Task item
Set down again exactly the lines of the listing below that fall between the line holding "#[derive(Debug, Clone)]" and the line holding "let mut idx = 1;", inclusive.

(Excerpted records begins)

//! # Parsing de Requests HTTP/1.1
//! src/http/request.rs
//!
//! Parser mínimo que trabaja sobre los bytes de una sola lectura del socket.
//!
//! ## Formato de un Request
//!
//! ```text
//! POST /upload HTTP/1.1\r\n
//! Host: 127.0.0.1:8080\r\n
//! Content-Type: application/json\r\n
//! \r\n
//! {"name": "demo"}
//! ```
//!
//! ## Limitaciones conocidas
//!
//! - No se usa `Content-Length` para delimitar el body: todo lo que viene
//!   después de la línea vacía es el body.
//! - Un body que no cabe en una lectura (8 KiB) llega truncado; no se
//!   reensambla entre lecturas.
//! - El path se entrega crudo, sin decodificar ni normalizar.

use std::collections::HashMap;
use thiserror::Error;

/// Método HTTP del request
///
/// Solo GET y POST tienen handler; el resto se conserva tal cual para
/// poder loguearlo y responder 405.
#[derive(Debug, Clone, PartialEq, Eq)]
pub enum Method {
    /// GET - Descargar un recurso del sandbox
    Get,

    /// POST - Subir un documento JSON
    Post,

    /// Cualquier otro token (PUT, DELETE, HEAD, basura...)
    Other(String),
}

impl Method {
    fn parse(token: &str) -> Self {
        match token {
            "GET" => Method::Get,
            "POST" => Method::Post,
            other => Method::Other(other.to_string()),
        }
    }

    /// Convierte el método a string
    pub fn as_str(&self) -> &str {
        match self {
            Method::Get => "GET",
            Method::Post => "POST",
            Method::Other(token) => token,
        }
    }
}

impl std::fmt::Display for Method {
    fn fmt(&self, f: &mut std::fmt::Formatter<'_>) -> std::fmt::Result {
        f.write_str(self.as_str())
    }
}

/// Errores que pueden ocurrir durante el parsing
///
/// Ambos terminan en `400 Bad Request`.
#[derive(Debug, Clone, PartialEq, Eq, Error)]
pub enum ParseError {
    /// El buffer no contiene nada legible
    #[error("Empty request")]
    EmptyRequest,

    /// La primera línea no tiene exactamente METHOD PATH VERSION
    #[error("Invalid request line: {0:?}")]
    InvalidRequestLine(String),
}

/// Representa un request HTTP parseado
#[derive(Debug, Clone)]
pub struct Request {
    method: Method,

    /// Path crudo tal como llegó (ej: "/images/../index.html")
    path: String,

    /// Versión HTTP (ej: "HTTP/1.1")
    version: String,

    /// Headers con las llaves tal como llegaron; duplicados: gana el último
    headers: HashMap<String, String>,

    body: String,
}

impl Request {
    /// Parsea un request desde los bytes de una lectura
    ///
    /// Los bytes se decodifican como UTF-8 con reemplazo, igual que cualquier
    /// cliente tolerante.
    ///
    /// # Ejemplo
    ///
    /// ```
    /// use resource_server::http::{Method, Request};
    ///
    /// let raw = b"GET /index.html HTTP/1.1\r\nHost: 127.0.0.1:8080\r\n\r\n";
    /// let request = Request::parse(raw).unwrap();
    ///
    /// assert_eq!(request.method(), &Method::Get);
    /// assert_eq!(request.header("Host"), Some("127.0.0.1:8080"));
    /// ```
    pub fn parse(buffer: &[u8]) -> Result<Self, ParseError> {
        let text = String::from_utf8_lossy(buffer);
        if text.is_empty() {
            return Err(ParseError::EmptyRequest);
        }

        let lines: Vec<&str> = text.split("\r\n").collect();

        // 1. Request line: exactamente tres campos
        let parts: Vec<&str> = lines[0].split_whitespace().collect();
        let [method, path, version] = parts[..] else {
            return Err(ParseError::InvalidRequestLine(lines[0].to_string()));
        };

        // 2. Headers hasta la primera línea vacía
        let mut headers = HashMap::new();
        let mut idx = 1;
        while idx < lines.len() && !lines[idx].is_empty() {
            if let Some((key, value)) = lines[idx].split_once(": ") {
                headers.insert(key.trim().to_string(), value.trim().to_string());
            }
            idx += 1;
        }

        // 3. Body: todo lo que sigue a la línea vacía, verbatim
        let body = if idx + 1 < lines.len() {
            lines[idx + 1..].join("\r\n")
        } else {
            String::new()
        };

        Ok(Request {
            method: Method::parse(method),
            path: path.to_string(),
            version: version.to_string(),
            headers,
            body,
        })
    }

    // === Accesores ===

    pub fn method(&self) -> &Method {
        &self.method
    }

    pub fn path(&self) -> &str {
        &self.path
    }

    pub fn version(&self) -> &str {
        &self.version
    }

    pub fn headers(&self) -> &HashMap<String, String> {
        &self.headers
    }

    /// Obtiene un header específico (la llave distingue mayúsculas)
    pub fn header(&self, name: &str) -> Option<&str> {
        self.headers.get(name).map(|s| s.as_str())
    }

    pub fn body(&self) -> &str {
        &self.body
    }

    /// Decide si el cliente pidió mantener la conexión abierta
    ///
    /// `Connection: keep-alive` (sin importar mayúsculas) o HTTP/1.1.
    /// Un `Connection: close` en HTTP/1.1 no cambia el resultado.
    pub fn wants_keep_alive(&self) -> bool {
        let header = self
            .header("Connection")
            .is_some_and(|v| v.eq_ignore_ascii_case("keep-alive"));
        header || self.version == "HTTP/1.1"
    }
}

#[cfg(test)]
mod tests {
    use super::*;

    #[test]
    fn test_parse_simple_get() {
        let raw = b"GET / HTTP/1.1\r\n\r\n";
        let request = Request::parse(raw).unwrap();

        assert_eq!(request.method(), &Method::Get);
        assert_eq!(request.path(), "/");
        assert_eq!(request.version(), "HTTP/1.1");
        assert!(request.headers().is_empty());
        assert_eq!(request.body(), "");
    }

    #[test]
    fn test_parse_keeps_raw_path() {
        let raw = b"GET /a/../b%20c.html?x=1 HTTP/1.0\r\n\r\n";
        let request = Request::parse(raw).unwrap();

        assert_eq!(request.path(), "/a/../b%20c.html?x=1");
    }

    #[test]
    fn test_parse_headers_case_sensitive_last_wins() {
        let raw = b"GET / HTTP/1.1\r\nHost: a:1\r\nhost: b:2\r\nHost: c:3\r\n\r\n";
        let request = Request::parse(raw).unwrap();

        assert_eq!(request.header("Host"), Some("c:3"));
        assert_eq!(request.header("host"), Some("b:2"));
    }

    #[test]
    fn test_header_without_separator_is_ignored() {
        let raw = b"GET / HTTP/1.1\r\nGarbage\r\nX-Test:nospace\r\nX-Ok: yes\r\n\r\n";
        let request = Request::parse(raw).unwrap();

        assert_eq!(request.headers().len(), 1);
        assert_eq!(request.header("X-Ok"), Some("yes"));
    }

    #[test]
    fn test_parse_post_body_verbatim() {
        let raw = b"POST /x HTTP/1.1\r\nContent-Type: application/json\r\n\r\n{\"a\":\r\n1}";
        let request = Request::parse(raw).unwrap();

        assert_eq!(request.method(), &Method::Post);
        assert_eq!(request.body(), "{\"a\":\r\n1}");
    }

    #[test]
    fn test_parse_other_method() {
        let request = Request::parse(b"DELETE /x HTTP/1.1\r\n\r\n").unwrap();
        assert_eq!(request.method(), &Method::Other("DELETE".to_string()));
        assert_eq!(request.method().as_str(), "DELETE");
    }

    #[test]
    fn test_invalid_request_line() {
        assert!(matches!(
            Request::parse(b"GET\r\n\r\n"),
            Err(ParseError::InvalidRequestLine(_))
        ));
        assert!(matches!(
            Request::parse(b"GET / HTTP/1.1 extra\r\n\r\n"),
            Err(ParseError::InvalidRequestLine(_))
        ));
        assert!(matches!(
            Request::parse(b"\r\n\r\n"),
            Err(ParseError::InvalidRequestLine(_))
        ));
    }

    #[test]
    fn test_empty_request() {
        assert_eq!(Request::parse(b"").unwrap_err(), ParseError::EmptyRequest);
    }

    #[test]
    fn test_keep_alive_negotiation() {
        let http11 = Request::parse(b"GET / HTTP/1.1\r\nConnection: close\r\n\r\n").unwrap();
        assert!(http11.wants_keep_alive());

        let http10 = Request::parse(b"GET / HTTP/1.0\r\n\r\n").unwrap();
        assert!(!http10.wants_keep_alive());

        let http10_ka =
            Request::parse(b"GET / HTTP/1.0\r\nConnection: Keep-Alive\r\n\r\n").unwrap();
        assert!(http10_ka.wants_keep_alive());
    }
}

(Excerpted records ends)

Result for this task
#[derive(Debug, Clone)]
pub struct Request {
    method: Method,

    /// Path crudo tal como llegó (ej: "/images/../index.html")
    path: String,

    /// Versión HTTP (ej: "HTTP/1.1")
    version: String,

    /// Headers con las llaves tal como llegaron; duplicados: gana el último
    headers: HashMap<String, String>,

    body: String,
}

impl Request {
    /// Parsea un request desde los bytes de una lectura
    ///
    /// Los bytes se decodifican como UTF-8 con reemplazo, igual que cualquier
    /// cliente tolerante.
    ///
    /// # Ejemplo
    ///
    /// ```
    /// use resource_server::http::{Method, Request};
    ///
    /// let raw = b"GET /index.html HTTP/1.1\r\nHost: 127.0.0.1:8080\r\n\r\n";
    /// let request = Request::parse(raw).unwrap();
    ///
    /// assert_eq!(request.method(), &Method::Get);
    /// assert_eq!(request.header("Host"), Some("127.0.0.1:8080"));
    /// ```
    pub fn parse(buffer: &[u8]) -> Result<Self, ParseError> {
        let text = String::from_utf8_lossy(buffer);
        if text.is_empty() {
            return Err(ParseError::EmptyRequest);
        }

        let lines: Vec<&str> = text.split("\r\n").collect();

        // 1. Request line: exactamente tres campos
        let parts: Vec<&str> = lines[0].split_whitespace().collect();
        let [method, path, version] = parts[..] else {
            return Err(ParseError::InvalidRequestLine(lines[0].to_string()));
        };

        // 2. Headers hasta la primera línea vacía
        let mut headers = HashMap::new();
        let mut idx = 1;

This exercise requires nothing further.